Optimizing Busbar Design by Investigating Critical Parameters and Their Influence on Electrical and Thermal Behaviors for Reliable Electric Vehicle Battery Packs.

With the rise of EVs, researchers are focusing on optimizing busbar design to meet the demands of high energy density, fast charging, and compact battery packs. The busbar design starts with selecting the cross-sectional area based on current-carrying capacity and material type. The width matches or exceeds the battery cell terminal size, while the length is optimized based on space constraints. The research also highlights the risk of busbars to oxidation and corrosion, which increases resistance and decreases thermal conductivity for which Plating and coating techniques are applied to improve surface hardness, durability, and thermal conductivity while minimizing heat loss. Using simulations and experimental validation, the study examines three key design parameters: weld diameter, electrical resistance, and contact resistance.
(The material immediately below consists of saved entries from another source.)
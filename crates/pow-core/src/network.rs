//! Network definitions and constants.

use std::fmt;
use std::str::FromStr;

use serde::{Deserialize, Serialize};
use thiserror::Error;

/// Network type.
#[derive(Debug, Clone, Copy, Default, PartialEq, Eq, Hash, Serialize, Deserialize)]
#[serde(rename_all = "lowercase")]
pub enum Network {
    /// Mainnet
    #[default]
    Mainnet,
    /// Public test network
    Testnet,
    /// Local regression-test network
    Regtest,
}

/// Unrecognized network name.
#[derive(Debug, Clone, PartialEq, Eq, Error)]
#[error("unknown network: {0}")]
pub struct UnknownNetwork(pub String);

impl Network {
    /// Get the version byte for P2PKH addresses.
    pub fn p2pkh_version(&self) -> u8 {
        match self {
            Network::Mainnet => 0x00,
            Network::Testnet | Network::Regtest => 0x6f,
        }
    }

    /// Get the default RPC port for this network.
    pub fn default_rpc_port(&self) -> u16 {
        match self {
            Network::Mainnet => 8332,
            Network::Testnet => 18332,
            Network::Regtest => 18443,
        }
    }

    /// Get network name as string.
    pub fn name(&self) -> &'static str {
        match self {
            Network::Mainnet => "mainnet",
            Network::Testnet => "testnet",
            Network::Regtest => "regtest",
        }
    }
}

impl FromStr for Network {
    type Err = UnknownNetwork;

    fn from_str(s: &str) -> Result<Self, Self::Err> {
        match s.to_lowercase().as_str() {
            "mainnet" | "main" | "bitcoin" => Ok(Network::Mainnet),
            "testnet" | "test" => Ok(Network::Testnet),
            "regtest" => Ok(Network::Regtest),
            _ => Err(UnknownNetwork(s.to_string())),
        }
    }
}

impl fmt::Display for Network {
    fn fmt(&self, f: &mut fmt::Formatter<'_>) -> fmt::Result {
        write!(f, "{}", self.name())
    }
}

#[cfg(test)]
mod tests {
    use super::*;

    #[test]
    fn test_network_from_str() {
        assert_eq!("mainnet".parse::<Network>(), Ok(Network::Mainnet));
        assert_eq!("MAINNET".parse::<Network>(), Ok(Network::Mainnet));
        assert_eq!("testnet".parse::<Network>(), Ok(Network::Testnet));
        assert_eq!("regtest".parse::<Network>(), Ok(Network::Regtest));
        assert_eq!(
            "invalid".parse::<Network>(),
            Err(UnknownNetwork("invalid".into()))
        );
    }

    #[test]
    fn test_network_constants() {
        assert_eq!(Network::default(), Network::Mainnet);
        assert_eq!(Network::Mainnet.p2pkh_version(), 0x00);
        assert_eq!(Network::Regtest.p2pkh_version(), 0x6f);
        assert_eq!(Network::Testnet.default_rpc_port(), 18332);
        assert_eq!(Network::Regtest.to_string(), "regtest");
    }

    #[test]
    fn test_network_serde() {
        let network: Network = serde_json::from_str("\"testnet\"").unwrap();
        assert_eq!(network, Network::Testnet);
        assert_eq!(serde_json::to_string(&Network::Regtest).unwrap(), "\"regtest\"");
    }
}
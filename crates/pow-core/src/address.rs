//! Payout address validation.
//!
//! Only P2PKH Base58Check addresses are accepted: a version byte followed by
//! the 20-byte public-key hash that the coinbase output pays to.

use thiserror::Error;

use crate::network::Network;
use crate::radix::{base58_decode_check, RadixError};
use crate::script::Script;
use crate::transaction::PubKeyHash;

/// Address validation errors.
#[derive(Debug, Clone, PartialEq, Eq, Error)]
pub enum AddressError {
    #[error(transparent)]
    Encoding(#[from] RadixError),

    #[error("expected a 21-byte payload, got {0} bytes")]
    InvalidLength(usize),

    #[error("address version {version:#04x} does not belong to {network}")]
    NetworkMismatch { version: u8, network: Network },
}

/// A validated P2PKH address.
#[derive(Debug, Clone, PartialEq, Eq)]
pub struct ValidatedAddress {
    /// The network this address belongs to.
    pub network: Network,
    /// Public-key hash with the version byte stripped.
    pub pubkey_hash: PubKeyHash,
    /// The address text as given, trimmed.
    pub display: String,
}

impl ValidatedAddress {
    /// The scriptPubKey paying to this address.
    pub fn script_pubkey(&self) -> Script {
        Script::p2pkh(&self.pubkey_hash)
    }
}

/// Decode a Base58Check P2PKH address and check it belongs to `network`.
pub fn decode_address(address: &str, network: Network) -> Result<ValidatedAddress, AddressError> {
    let trimmed = address.trim();
    let payload = base58_decode_check(trimmed)?;

    let (version, hash) = match payload.split_first() {
        Some((version, hash)) if hash.len() == 20 => (*version, hash),
        _ => return Err(AddressError::InvalidLength(payload.len())),
    };

    if version != network.p2pkh_version() {
        return Err(AddressError::NetworkMismatch { version, network });
    }

    let mut pubkey_hash = [0u8; 20];
    pubkey_hash.copy_from_slice(hash);

    Ok(ValidatedAddress {
        network,
        pubkey_hash,
        display: trimmed.to_string(),
    })
}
A detailed analysis investigates how weld diameter influences electrical resistance and temperature rise, as well as the impact of contact resistance between busbars and battery cell terminals on energy efficiency and thermal behavior. The above parameters if not designed & optimized properly may create a bottleneck in achieving higher performance which cells can deliver but will be restricted because of uneven current distribution, higher heat generation and busbar temperature exceeding the limiting values. This makes busbar a critical component in battery pack design for achieving desired performance as well as reducing safety concerns. This study highlights the importance of optimized busbar design in creating safer, more efficient, and reliable EV battery packs, addressing key thermal and electrical challenges.